• **Instructions for the task**: Wherever "derive" turns up in the entries, copy out the line that holds it.
##### The data #####
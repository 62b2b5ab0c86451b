//! lager-adapter-sqlite - SQLite 适配器

mod connection;
mod migration;

pub use connection::*;
pub use migration::*;
//! 序列号值对象

use serde::{Deserialize, Serialize};
use thiserror::Error;

/// 序列号最大长度
const MAX_LENGTH: usize = 64;

/// 序列号错误
#[derive(Debug, Clone, PartialEq, Eq, Error)]
pub enum SerialNumberError {
    #[error("serial number must not be blank")]
    Empty,
    #[error("serial number must not exceed {MAX_LENGTH} characters")]
    TooLong,
    #[error("serial number contains a control character")]
    ControlCharacter,
}

/// 序列号值对象
///
/// 扫码枪读出的自然键。业务规则:
/// - 去除首尾空白后不能为空
/// - 最大长度 64 字符
/// - 不允许控制字符（扫码枪的回车等）
///
/// 大小写保持原样，扫码查找按原样精确/前缀匹配。
#[derive(Debug, Clone, PartialEq, Eq, Hash, PartialOrd, Ord, Serialize, Deserialize)]
#[serde(try_from = "String", into = "String")]
pub struct SerialNumber(String);

impl SerialNumber {
    pub fn new(serial: impl Into<String>) -> Result<Self, SerialNumberError> {
        let serial = serial.into();
        let serial = serial.trim();

        if serial.is_empty() {
            return Err(SerialNumberError::Empty);
        }
        if serial.chars().count() > MAX_LENGTH {
            return Err(SerialNumberError::TooLong);
        }
        if serial.chars().any(char::is_control) {
            return Err(SerialNumberError::ControlCharacter);
        }

        Ok(Self(serial.to_string()))
    }

    /// 可选序列号：空白视为未设置
    pub fn parse_optional(serial: Option<&str>) -> Result<Option<Self>, SerialNumberError> {
        match serial.map(str::trim) {
            None | Some("") => Ok(None),
            Some(s) => Self::new(s).map(Some),
        }
    }

    pub fn as_str(&self) -> &str {
        &self.0
    }
}

impl std::fmt::Display for SerialNumber {
    fn fmt(&self, f: &mut std::fmt::Formatter<'_>) -> std::fmt::Result {
        write!(f, "{}", self.0)
    }
}

impl TryFrom<String> for SerialNumber {
    type Error = SerialNumberError;

    fn try_from(value: String) -> Result<Self, Self::Error> {
        Self::new(value)
    }
}

impl TryFrom<&str> for SerialNumber {
    type Error = SerialNumberError;

    fn try_from(value: &str) -> Result<Self, Self::Error> {
        Self::new(value)
    }
}

impl From<SerialNumber> for String {
    fn from(serial: SerialNumber) -> Self {
        serial.0
    }
}

#[cfg(test)]
mod tests {
    use super::*;

    #[test]
    fn test_serial_is_trimmed() {
        let serial = SerialNumber::new("  AB-123\n").unwrap();
        assert_eq!(serial.as_str(), "AB-123");
    }

    #[test]
    fn test_case_is_preserved() {
        let serial = SerialNumber::new("ab-123").unwrap();
        assert_eq!(serial.as_str(), "ab-123");
    }

    #[test]
    fn test_blank_serial_rejected() {
        assert_eq!(SerialNumber::new("   "), Err(SerialNumberError::Empty));
    }

    #[test]
    fn test_too_long_serial_rejected() {
        assert_eq!(SerialNumber::new("9".repeat(65)), Err(SerialNumberError::TooLong));
    }

    #[test]
    fn test_control_character_rejected() {
        assert_eq!(
            SerialNumber::new("AB\u{7}12"),
            Err(SerialNumberError::ControlCharacter)
        );
    }

    #[test]
    fn test_parse_optional_treats_blank_as_none() {
        assert_eq!(SerialNumber::parse_optional(Some("  ")), Ok(None));
        assert_eq!(SerialNumber::parse_optional(None), Ok(None));
        assert_eq!(
            SerialNumber::parse_optional(Some("X1")).unwrap().unwrap().as_str(),
            "X1"
        );
    }
}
#####
• **Problem solution**:
#[derive(Debug, Clone, PartialEq, Eq, Error)]
#[derive(Debug, Clone, PartialEq, Eq, Hash, PartialOrd, Ord, Serialize, Deserialize)]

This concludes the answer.